La période de souscription à l’introduction en Bourse de Vicenne s’ouvre ce lundi 30 juin, au prix de 236 DH par action. BMCE Capital Global Research (BKGR) recommande d’y souscrire, estimant un potentiel d’appréciation de 27% sur la base d’un cours cible de 300 DH.
Cette recommandation s’appuie à la fois sur une valorisation jugée raisonnable, un profil de croissance soutenu et une stratégie de développement bien structurée.
Au prix proposé, le PER de 2025 ressort à 20,7x, soit un niveau conforme à la moyenne du marché.
Or, ce ratio tombe à 16,2x dès 2026, contre 19,2x pour la moyenne du marché, ce qui traduit selon BKGR un potentiel de revalorisation réel porté par la trajectoire bénéficiaire attendue.
Les analystes ont ainsi retenu une valorisation par DCF, avec un coût moyen pondéré du capital de 9,1% et un taux de croissance à l’infini de 1,5%.
Des fondamentaux financiers bien orientés
Les projections de BKGR indiquent une croissance solide à moyen terme. Le chiffre d’affaires devrait plus que doubler entre 2024 et 2030, passant de 837 MDH à 1,8 MMDH, soit une progression annuelle moyenne de 13,8%.

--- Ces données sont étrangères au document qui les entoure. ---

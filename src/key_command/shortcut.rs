//! Shortcut (combination key) matching
//!
//! A shortcut is a set of pre-keys held while a final key is pressed or
//! released. It matches when the acting key is the final key, the action is
//! the trigger action and the held keys are exactly the pre-keys plus the
//! final key. Down shortcuts with a key-down duration arm a hold timer and
//! launch only if the keys are still held when it fires.

use std::collections::{BTreeSet, HashMap};
use tracing::{debug, info, warn};

use crate::dispatch::{Ability, LaunchSource};
use crate::engine::EngineContext;
use crate::input::error::{InputError, Result};
use crate::input::events::{KeyAction, KeyCode, KeyEvent};
use crate::timer::{TimerId, TimerTarget};

/// Combination key bound to an ability
#[derive(Debug, Clone, PartialEq, Eq)]
pub struct ShortcutKey {
    pub pre_keys: BTreeSet<KeyCode>,
    pub final_key: KeyCode,
    pub trigger_type: KeyAction,
    pub key_down_duration_ms: u64,
    pub business_id: Option<String>,
    pub status_config: Option<String>,
    pub enabled: bool,
    pub ability: Ability,
    pub(crate) timer: Option<TimerId>,
}

impl ShortcutKey {
    pub fn new(
        pre_keys: impl IntoIterator<Item = KeyCode>,
        final_key: KeyCode,
        trigger_type: KeyAction,
        ability: Ability,
    ) -> Self {
        Self {
            pre_keys: pre_keys.into_iter().collect(),
            final_key,
            trigger_type,
            key_down_duration_ms: 0,
            business_id: None,
            status_config: None,
            enabled: true,
            ability,
            timer: None,
        }
    }

    pub fn with_duration(mut self, key_down_duration_ms: u64) -> Self {
        self.key_down_duration_ms = key_down_duration_ms;
        self
    }

    pub fn with_business_id(mut self, business_id: impl Into<String>) -> Self {
        self.business_id = Some(business_id.into());
        self
    }

    pub fn with_status_config(mut self, key: impl Into<String>) -> Self {
        self.status_config = Some(key.into());
        self
    }

    /// Whether `event` completes this combination
    pub fn matches(&self, event: &KeyEvent) -> bool {
        if event.key_code != self.final_key || event.action != self.trigger_type {
            return false;
        }

        let mut held: BTreeSet<KeyCode> = event.pressed_keys().into_iter().collect();
        if event.action != KeyAction::Down {
            // The released final key is no longer reported as pressed
            held.insert(event.key_code);
        }
        held.remove(&self.final_key);
        held == self.pre_keys
    }

    fn describe(&self) -> String {
        format!("{:?}+{} ({})", self.pre_keys, self.final_key, self.trigger_type)
    }
}

/// Shortcut matcher state
#[derive(Debug, Default)]
pub struct ShortcutTable {
    keys: Vec<ShortcutKey>,
    /// Shortcut whose hold timer is armed
    last_matched: Option<usize>,
    /// Shortcut launched by its hold timer whose final key is still down
    current_launch: Option<usize>,
    duration_overrides: HashMap<String, u64>,
    launches: u64,
    dropped: u64,
}

impl ShortcutTable {
    pub fn new(keys: Vec<ShortcutKey>) -> Self {
        Self {
            keys,
            ..Self::default()
        }
    }

    pub fn keys(&self) -> &[ShortcutKey] {
        &self.keys
    }

    pub fn len(&self) -> usize {
        self.keys.len()
    }

    pub fn is_empty(&self) -> bool {
        self.keys.is_empty()
    }

    pub fn launches(&self) -> u64 {
        self.launches
    }

    pub fn dropped(&self) -> u64 {
        self.dropped
    }

    /// Override the key-down duration of every shortcut with `business_id`
    pub fn set_duration_override(&mut self, business_id: &str, duration_ms: u64) -> Result<()> {
        if !self
            .keys
            .iter()
            .any(|key| key.business_id.as_deref() == Some(business_id))
        {
            return Err(InputError::InvalidParameter(format!(
                "unknown business id: {business_id}"
            )));
        }
        self.duration_overrides
            .insert(business_id.to_string(), duration_ms);
        info!("Key-down duration of {} set to {}ms", business_id, duration_ms);
        Ok(())
    }

    /// Apply a feature-flag change; returns the number of shortcuts updated
    pub fn set_flag(&mut self, key: &str, value: bool) -> usize {
        let mut updated = 0;
        for shortcut in self
            .keys
            .iter_mut()
            .filter(|shortcut| shortcut.status_config.as_deref() == Some(key))
        {
            shortcut.enabled = value;
            updated += 1;
        }
        updated
    }

    /// Feed a key event; returns whether it is consumed
    pub fn handle(&mut self, event: &KeyEvent, ctx: &mut EngineContext<'_>) -> bool {
        if let Some(index) = self.last_matched {
            if self.keys[index].matches(event) {
                debug!("Shortcut {} waiting for hold timer", self.keys[index].describe());
                return true;
            }
        }
        if let Some(index) = self.current_launch {
            if self.keys[index].matches(event) {
                debug!("Shortcut {} already launched", self.keys[index].describe());
                return true;
            }
        }

        if let Some(index) = self.last_matched.take() {
            if let Some(id) = self.keys[index].timer.take() {
                ctx.timers.remove_timer(id);
            }
        }

        let mut handled = false;
        for index in 0..self.keys.len() {
            self.apply_duration_override(index);
            let shortcut = &self.keys[index];
            if !shortcut.enabled || !shortcut.matches(event) {
                continue;
            }

            handled = match event.action {
                KeyAction::Down => self.handle_key_down(index, ctx) || handled,
                KeyAction::Up => self.handle_key_up(index, event, ctx) || handled,
                KeyAction::Cancel => {
                    if let Some(id) = self.keys[index].timer.take() {
                        ctx.timers.remove_timer(id);
                    }
                    handled
                }
            };
        }

        handled || self.handle_consumed_key(event, ctx)
    }

    /// Hold timer fired
    pub fn on_hold_timer(&mut self, index: usize, id: TimerId, ctx: &mut EngineContext<'_>) {
        let Some(shortcut) = self.keys.get_mut(index) else {
            return;
        };
        if shortcut.timer != Some(id) {
            debug!("Ignoring stale shortcut {}", id);
            return;
        }
        shortcut.timer = None;

        debug!("Hold timer fired for {}", shortcut.describe());
        self.current_launch = Some(index);
        self.launch(index, ctx);
    }

    fn handle_key_down(&mut self, index: usize, ctx: &mut EngineContext<'_>) -> bool {
        let duration = self.keys[index].key_down_duration_ms;
        if duration == 0 {
            self.launch(index, ctx);
            return true;
        }

        match ctx
            .timers
            .add_timer(duration, 1, TimerTarget::ShortcutHold(index))
        {
            Ok(id) => {
                debug!("Shortcut {} armed for {}ms", self.keys[index].describe(), duration);
                self.keys[index].timer = Some(id);
                self.last_matched = Some(index);
                true
            }
            Err(e) => {
                warn!("Dropping shortcut {}: {}", self.keys[index].describe(), e);
                self.dropped += 1;
                false
            }
        }
    }

    fn handle_key_up(&mut self, index: usize, event: &KeyEvent, ctx: &mut EngineContext<'_>) -> bool {
        let shortcut = &self.keys[index];
        let Some(item) = event.key_item() else {
            return false;
        };

        if shortcut.key_down_duration_ms == 0 {
            self.launch(index, ctx);
            return true;
        }

        let held_us = event.action_time - item.down_time;
        if held_us < (shortcut.key_down_duration_ms as i64) * 1000 {
            self.launch(index, ctx);
            return true;
        }

        debug!(
            "Shortcut {} held {}us, longer than {}ms",
            shortcut.describe(),
            held_us,
            shortcut.key_down_duration_ms
        );
        false
    }

    /// Replace the Up of a launched shortcut's final key with a Cancel
    fn handle_consumed_key(&mut self, event: &KeyEvent, ctx: &mut EngineContext<'_>) -> bool {
        let Some(index) = self.current_launch else {
            return false;
        };
        if event.key_code != self.keys[index].final_key || event.action != KeyAction::Up {
            return false;
        }

        debug!("Cancelling consumed key {}", event.key_code);
        self.current_launch = None;
        ctx.forward(event.with_action(KeyAction::Cancel));
        true
    }

    fn launch(&mut self, index: usize, ctx: &mut EngineContext<'_>) {
        if ctx.launch(&self.keys[index].ability, 0, LaunchSource::Shortcut) {
            self.launches += 1;
        }
        self.last_matched = None;
    }

    fn apply_duration_override(&mut self, index: usize) {
        let shortcut = &mut self.keys[index];
        if let Some(duration) = shortcut
            .business_id
            .as_ref()
            .and_then(|id| self.duration_overrides.get(id))
        {
            shortcut.key_down_duration_ms = *duration;
        }
    }
}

En parallèle, l’EBE afficherait une croissance encore plus rapide (+16,7%), avec une amélioration continue de la marge, attendue à 24,2% en 2030.
Ainsi, le résultat net consolidé progresserait de 91 MDH en 2024 à 232 MDH en 2030. Cette dynamique bénéficiaire s’accompagne d’un engagement en matière de distribution : le groupe prévoit de verser un dividende dès 2026 (au titre de 2025), avec un DPA estimé à 6,3 DH et un rendement initial de 2,7%.
Le taux de distribution moyen visé est de 50% du résultat net social sur la période 2025–2030, ce qui laisse de la place pour autofinancer la croissance.
Une IPO au service d’un projet d’expansion structuré
Une part significative des fonds levés (entre 700 MDH et 1 MMDH) sera dédiée à des acquisitions ciblées. Le groupe prévoit 2 à 3 opérations dans les 24 mois à venir, dans le cadre de sa stratégie « Buy & Build« .
Parallèlement, l’entreprise entend accélérer son expansion en Afrique de l’Ouest. Présente au Sénégal et en Côte d’Ivoire, elle compte y dupliquer son modèle intégré de guichet unique, en mobilisant des expertises techniques marocaines et en déployant des équipes locales.
Un environnement sectoriel favorable au Maroc
Cette ambition se déploie dans un contexte national très porteur. La réforme du système de santé, la généralisation de l’Assurance maladie obligatoire (AMO), la montée en charge des CHU et l’essor de l’hospitalisation privée alimentent une demande croissante en équipements, consommables et services biomédicaux.
Vicenne est particulièrement bien positionnée pour répondre à cette demande. Le groupe bénéficie de partenariats solides, parfois exclusifs, avec des fournisseurs de référence comme Philips, Elekta, Mindray ou encore Abbott.
Il propose une offre intégrée couvrant toute la chaîne de valeur : équipements lourds, dispositifs médicaux implantables, services de maintenance, gestion des déchets, et bientôt santé connectée et biotechnologies.
Une matrice SWOT équilibrée
La note de BKGR met en avant plusieurs points forts : un positionnement stratégique sur des segments à haute valeur ajoutée, une expertise technique reconnue avec plus de 70 ingénieurs biomédicaux, une structure logistique performante, et un historique de croissance rentable (+19,9% par an entre 2022 et 2024).
Ceci dit, deux faiblesses sont relevées : l’absence d’un département R&D en interne, et la dépendance à certains partenaires clés. Quant aux menaces, elles sont classiques dans ce type d’activité : intensification de la concurrence, ruptures d’approvisionnement, ou encore évolution du cadre réglementaire.
En contrepartie, les opportunités sont nombreuses : réforme du secteur de la santé, croissance du privé, développement africain et montée en puissance de la digitalisation médicale.